Спрятав зеркальце, Зуек крепко взялся за мысль свою о начальнике. Сравнивая начальника в дедушке с этим новым молодым начальником, он с жаром стал на сторону молодого и даже ясно увидел, что именно привлекает его в молодом. Дедушка всегда с людьми хитрит и виляет, как будто нарочно путает глупых и так заставляет их делать все непременно по-своему. А новый начальник обращается прямо и приказывает, как имеющий власть.
– Вот себе бы так, – сказал Зуек и крепко задумался об этом: как бы и себе тоже выйти в такие начальники.
Мало-помалу все, кроме приезжих, вернулись к столу и заняли свои прежние места.
Потапыч, приглушив голос, спросил:
– Где у вас клеть-то?
И, увидев по качанию головой, что далеко и отсюда туда ничего не слышно, сказал:
– Жили вы тут в забытом краю, спали вы тут, как тюлени на солнышке, но помните, деточки, время вас углядело. Теперь всех оно вас переберет по косточкам, как и в других местах. Доехало, доехало и до вас…
Мироныч как будто немного смутился.
– Вот дело-то какое, государственное, – сказал он. – Хотят падун запереть. – И засмеялся недобрым смехом, повторяя: – Запереть, запереть…
А зятья за ним повторяли:
– Да уж, запереть!
– Что уж, так взяли, да и заперли!
VII. Крест и проволока
Две уточки, вытянув свои длинные шеи, летели вперед, как две пущенные сильной рукой стрелы, и одна из них попала на проволоку. К ногам старика в длинном староверском кафтане упала первая жертва строительства – дикая утка без головы.
Лицо старика передернулось злобой: в дикой уточке он нашел предлог отвести свою душу в сторону от нового времени и от всего, что оно с собою приносит.
Да это и Мироновна еще постоянно нам говорила, что под конец проволоки опутают весь белый свет и мы все в этих проволоках запутаемся, как мухи в паутинных сетях.
Пришло время, и во всех направлениях потянулись черные нити, по столбам, по деревьям, по кустарникам, а местами и прямо по самой земле, и даже кресты на староверском кладбище приняли на себя это дело Антихриста.
Вот и задумался тот старец в длинном кафтане.
– Пожалуй, так, – сказал он, – и в могиле не будет покоя человеку: проволока найдет нас и там.
Покачал старец головой над убитой уточкой, что-то еще прошептал про себя невнятное, а уточку все-таки не бросил и взял ее, ничего не сказав, но про себя, конечно, подумал: «Дома годится».
Так оно все пошло и пошло: с одной стороны, все никуда не годится, свет кончается, а с другой стороны – всем от строительства что-нибудь и перепадает, и нельзя это бросить, и все это годится там, где свет не кончается, а только-только вот начинается, и это место у всех называется домом, и так каждый что-нибудь от строительства тащит домой, и так – свет не кончается.
Старый Мироныч рассуждал, конечно, заодно со своими единоверцами, особенно когда в праздники проводил время свое за столом, за беседой.
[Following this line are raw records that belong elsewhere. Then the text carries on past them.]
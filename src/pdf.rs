//! PDF text, table and metadata extraction.
//!
//! Parsing is delegated to a [`PdfParser`] collaborator; [`LopdfParser`]
//! uses `pdf-extract` for per-page text and `lopdf` for the document info
//! dictionary. [`PdfExtractor`] assembles the caller-facing result and adds
//! the encoded copy of the original bytes.
//!
//! Extraction is all-or-nothing per document: any fault discards the pages
//! processed so far.

use crate::codec;
use crate::error::ExtractionError;
use crate::models::{PageTables, Table};
use lopdf::{Document, Object};
use once_cell::sync::Lazy;
use regex::Regex;
use tracing::{debug, instrument};

/// One page as returned by a [`PdfParser`].
#[derive(Debug, Clone, Default, PartialEq)]
pub struct ParsedPage {
    pub text: String,
    pub tables: PageTables,
}

/// Raw parser output before assembly.
#[derive(Debug, Clone, Default, PartialEq)]
pub struct ParsedPdf {
    pub pages: Vec<ParsedPage>,
    pub title: Option<String>,
    pub author: Option<String>,
}

/// PDF parsing collaborator.
pub trait PdfParser {
    /// # Errors
    ///
    /// Returns [`ExtractionError`] if `bytes` are not a parseable PDF or any
    /// page cannot be decoded.
    fn parse(&self, bytes: &[u8]) -> Result<ParsedPdf, ExtractionError>;
}

/// What the orchestrator gets back for one PDF.
#[derive(Debug, Clone, PartialEq)]
pub struct ExtractedPdf {
    pub text: String,
    /// Empty when the document has no `Title`.
    pub title: String,
    /// Empty when the document has no `Author`.
    pub author: String,
    /// One entry per page with at least one table.
    pub tables: Vec<PageTables>,
    /// [`codec::encode`] of the full original bytes.
    pub encoded: String,
}

#[derive(Debug, Clone, Default)]
pub struct PdfExtractor<P> {
    parser: P,
}

impl<P: PdfParser> PdfExtractor<P> {
    pub fn new(parser: P) -> Self {
        Self { parser }
    }

    /// Extract text, tables and metadata from `bytes`.
    ///
    /// # Errors
    ///
    /// Propagates the parser's [`ExtractionError`].
    #[instrument(level = "debug", skip_all, fields(bytes = bytes.len()))]
    pub fn extract(&self, bytes: &[u8]) -> Result<ExtractedPdf, ExtractionError> {
        let parsed = self.parser.parse(bytes)?;
        let page_count = parsed.pages.len();

        let mut text = String::new();
        let mut tables = Vec::new();
        for page in parsed.pages {
            text.push_str(&page.text);
            if !page.tables.is_empty() {
                tables.push(page.tables);
            }
        }

        debug!(pages = page_count, chars = text.len(), table_pages = tables.len(), "Extracted PDF");

        Ok(ExtractedPdf {
            text,
            title: parsed.title.unwrap_or_default(),
            author: parsed.author.unwrap_or_default(),
            tables,
            encoded: codec::encode(bytes),
        })
    }
}

/// Pure-Rust parser: `pdf-extract` for text, `lopdf` for metadata, and
/// [`detect_tables`] for tables.
#[derive(Debug, Clone, Copy, Default)]
pub struct LopdfParser;

impl PdfParser for LopdfParser {
    fn parse(&self, bytes: &[u8]) -> Result<ParsedPdf, ExtractionError> {
        let document =
            Document::load_mem(bytes).map_err(|e| ExtractionError::Parse(e.to_string()))?;
        let title = info_string(&document, b"Title");
        let author = info_string(&document, b"Author");

        let page_texts = pdf_extract::extract_text_from_mem_by_pages(bytes)
            .map_err(|e| ExtractionError::PageDecode(e.to_string()))?;

        let pages = page_texts
            .into_iter()
            .map(|text| {
                let tables = detect_tables(&text);
                ParsedPage { text, tables }
            })
            .collect();

        Ok(ParsedPdf {
            pages,
            title,
            author,
        })
    }
}

/// Read a text entry from the trailer's `Info` dictionary.
fn info_string(document: &Document, key: &[u8]) -> Option<String> {
    let info = document.trailer.get(b"Info").ok()?;
    let info = match info {
        Object::Reference(id) => document.get_object(*id).ok()?,
        other => other,
    };
    let value = info.as_dict().ok()?.get(key).ok()?;
    let raw = match value {
        Object::String(bytes, _) => bytes.as_slice(),
        _ => return None,
    };
    let decoded = decode_text_string(raw);
    let trimmed = decoded.trim_matches(char::from(0)).trim();
    (!trimmed.is_empty()).then(|| trimmed.to_string())
}

/// PDF text strings are UTF-16BE with a BOM or single-byte otherwise.
fn decode_text_string(raw: &[u8]) -> String {
    if let Some(rest) = raw.strip_prefix(&[0xFE, 0xFF]) {
        let units: Vec<u16> = rest
            .chunks_exact(2)
            .map(|pair| u16::from_be_bytes([pair[0], pair[1]]))
            .collect();
        return String::from_utf16_lossy(&units);
    }
    match std::str::from_utf8(raw) {
        Ok(s) => s.to_string(),
        Err(_) => raw.iter().map(|&b| char::from(b)).collect(),
    }
}

static CELL_SEPARATOR: Lazy<Regex> = Lazy::new(|| Regex::new(r"\t+| {2,}").unwrap());

/// Split a line into cells on tabs or runs of two or more spaces.
fn split_cells(line: &str) -> Vec<String> {
    CELL_SEPARATOR
        .split(line.trim())
        .map(str::trim)
        .filter(|cell| !cell.is_empty())
        .map(str::to_string)
        .collect()
}

/// Find tables in one page of laid-out text.
///
/// A table is a run of at least two consecutive lines that each split into
/// the same number (two or more) of cells.
pub fn detect_tables(page_text: &str) -> PageTables {
    fn close(current: &mut Table, tables: &mut PageTables) {
        if current.len() >= 2 {
            tables.push(std::mem::take(current));
        } else {
            current.clear();
        }
    }

    let mut tables = Vec::new();
    let mut current: Table = Vec::new();

    for line in page_text.lines() {
        let cells = split_cells(line);
        if cells.len() < 2 {
            close(&mut current, &mut tables);
            continue;
        }
        if current.first().is_some_and(|row| row.len() != cells.len()) {
            close(&mut current, &mut tables);
        }
        current.push(cells);
    }
    close(&mut current, &mut tables);

    tables
}

#[cfg(test)]
mod tests {
    use super::*;
    use lopdf::content::{Content, Operation};
    use lopdf::{Stream, dictionary};

    /// Parser stub returning fixed pages.
    struct Pages(Vec<ParsedPage>, Option<&'static str>);

    impl PdfParser for Pages {
        fn parse(&self, _bytes: &[u8]) -> Result<ParsedPdf, ExtractionError> {
            Ok(ParsedPdf {
                pages: self.0.clone(),
                title: self.1.map(str::to_string),
                author: None,
            })
        }
    }

    struct Broken;

    impl PdfParser for Broken {
        fn parse(&self, _bytes: &[u8]) -> Result<ParsedPdf, ExtractionError> {
            Err(ExtractionError::PageDecode("bad font on page 3".to_string()))
        }
    }

    fn table(rows: &[&[&str]]) -> Table {
        rows.iter()
            .map(|row| row.iter().map(|c| c.to_string()).collect())
            .collect()
    }

    fn page(text: &str, tables: PageTables) -> ParsedPage {
        ParsedPage {
            text: text.to_string(),
            tables,
        }
    }

    /// Build a small PDF with one text line per page.
    fn build_pdf(lines: &[&str], title: &str, author: &str) -> Vec<u8> {
        let mut doc = Document::with_version("1.5");
        let pages_id = doc.new_object_id();
        let font_id = doc.add_object(dictionary! {
            "Type" => "Font",
            "Subtype" => "Type1",
            "BaseFont" => "Courier",
        });
        let resources_id = doc.add_object(dictionary! {
            "Font" => dictionary! { "F1" => font_id },
        });

        let mut kids = Vec::new();
        for line in lines {
            let content = Content {
                operations: vec![
                    Operation::new("BT", vec![]),
                    Operation::new("Tf", vec!["F1".into(), 24.into()]),
                    Operation::new("Td", vec![72.into(), 700.into()]),
                    Operation::new("Tj", vec![Object::string_literal(*line)]),
                    Operation::new("ET", vec![]),
                ],
            };
            let content_id = doc.add_object(Stream::new(dictionary! {}, content.encode().unwrap()));
            let page_id = doc.add_object(dictionary! {
                "Type" => "Page",
                "Parent" => pages_id,
                "Contents" => content_id,
            });
            kids.push(page_id.into());
        }

        let pages = dictionary! {
            "Type" => "Pages",
            "Count" => kids.len() as i64,
            "Kids" => kids,
            "Resources" => resources_id,
            "MediaBox" => vec![0.into(), 0.into(), 595.into(), 842.into()],
        };
        doc.objects.insert(pages_id, Object::Dictionary(pages));
        let catalog_id = doc.add_object(dictionary! {
            "Type" => "Catalog",
            "Pages" => pages_id,
        });
        let info_id = doc.add_object(dictionary! {
            "Title" => Object::string_literal(title),
            "Author" => Object::string_literal(author),
        });
        doc.trailer.set("Root", catalog_id);
        doc.trailer.set("Info", info_id);

        let mut buf = Vec::new();
        doc.save_to(&mut buf).unwrap();
        buf
    }

    #[test]
    fn test_tables_on_pages_two_and_four_only() {
        let t2 = table(&[&["Year", "Rate"], &["2023", "4.0"]]);
        let t4 = table(&[&["Q1", "Q2", "Q3"], &["1", "2", "3"]]);
        let parser = Pages(
            vec![
                page("one ", vec![]),
                page("two ", vec![t2.clone()]),
                page("three ", vec![]),
                page("four", vec![t4.clone()]),
            ],
            Some("Report"),
        );
        let out = PdfExtractor::new(parser).extract(b"%PDF").unwrap();
        assert_eq!(out.tables.len(), 2);
        assert_eq!(out.tables[0], vec![t2]);
        assert_eq!(out.tables[1], vec![t4]);
        assert_eq!(out.text, "one two three four");
        assert_eq!(out.title, "Report");
        assert_eq!(out.author, "");
    }

    #[test]
    fn test_page_without_text_contributes_nothing() {
        let parser = Pages(vec![page("", vec![]), page("body", vec![])], None);
        let out = PdfExtractor::new(parser).extract(b"%PDF").unwrap();
        assert_eq!(out.text, "body");
        assert!(out.tables.is_empty());
        assert_eq!(out.title, "");
    }

    #[test]
    fn test_encoded_copy_round_trips() {
        let bytes = b"%PDF-1.5 original bytes".to_vec();
        let out = PdfExtractor::new(Pages(vec![], None)).extract(&bytes).unwrap();
        assert_eq!(codec::decode(&out.encoded).unwrap(), bytes);
    }

    #[test]
    fn test_parser_fault_is_all_or_nothing() {
        let err = PdfExtractor::new(Broken).extract(b"%PDF").unwrap_err();
        assert!(matches!(err, ExtractionError::PageDecode(_)));
    }

    #[test]
    fn test_lopdf_parser_rejects_non_pdf() {
        let err = LopdfParser.parse(b"<html>not a pdf</html>").unwrap_err();
        assert!(matches!(err, ExtractionError::Parse(_)));
    }

    #[test]
    fn test_lopdf_parser_reads_metadata_and_pages() {
        let bytes = build_pdf(&["Monetary policy", "Financial stability"], "Annual Report", "Eesti Pank");
        let parsed = LopdfParser.parse(&bytes).unwrap();
        assert_eq!(parsed.pages.len(), 2);
        assert_eq!(parsed.title.as_deref(), Some("Annual Report"));
        assert_eq!(parsed.author.as_deref(), Some("Eesti Pank"));
        assert!(parsed.pages[0].text.contains("Monetary"));
        assert!(parsed.pages[1].text.contains("Financial"));
    }

    #[test]
    fn test_missing_info_dictionary_means_empty_metadata() {
        let mut doc = Document::load_mem(&build_pdf(&["x"], "t", "a")).unwrap();
        doc.trailer.remove(b"Info");
        let mut buf = Vec::new();
        doc.save_to(&mut buf).unwrap();
        let parsed = LopdfParser.parse(&buf).unwrap();
        assert_eq!(parsed.title, None);
        assert_eq!(parsed.author, None);
    }

    #[test]
    fn test_detect_tables_finds_aligned_rows() {
        let text = "Key figures\n\
                    Indicator    2023    2024\n\
                    GDP growth   -3.0    1.2\n\
                    Inflation    9.1     3.5\n\
                    \n\
                    Commentary follows here.\n";
        let tables = detect_tables(text);
        assert_eq!(tables.len(), 1);
        assert_eq!(tables[0].len(), 3);
        assert_eq!(tables[0][1], vec!["GDP growth", "-3.0", "1.2"]);
    }

    #[test]
    fn test_detect_tables_splits_on_column_change() {
        let text = "a\tb\nc\td\ne\tf\tg\nh\ti\tj\n";
        let tables = detect_tables(text);
        assert_eq!(tables.len(), 2);
        assert_eq!(tables[1][0], vec!["e", "f", "g"]);
    }

    #[test]
    fn test_detect_tables_ignores_single_rows_and_prose() {
        assert!(detect_tables("Name    Value\nPlain sentence with single spaces.\n").is_empty());
        assert!(detect_tables("").is_empty());
    }

    #[test]
    fn test_decode_utf16_text_string() {
        let raw = [0xFE, 0xFF, 0x00, 0x45, 0x00, 0xE4];
        assert_eq!(decode_text_string(&raw), "Eä");
    }
}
Но как только он брался за дело какое-нибудь, тут у него все рассуждения расходились как туман, и если кто-нибудь вмешивался в его дело с божественными словами, лукаво прищуривался и в раздумье сгребал обеими руками в один ком свою седую бородищу.
Так вот, было однажды, Сутулов попросил у него разрешение повесить проволоку на большой крест перед домом. Мироныч поглядел на него – не пьян ли парень?
– Видите ли, – сказал серьезно и разумно Сутулов, – то бы надо крышу сверлить и потолок, а с креста можно прямо в окошко.
– Вот как! – весело засмеялся Мироныч. – Это как галка? Сядет на крест, оставит на нем свое белое пятно, а дождичек потом смоет – и нет греха. Но, милый мой, мы же с тобою не галки, с нас же ведь спросится.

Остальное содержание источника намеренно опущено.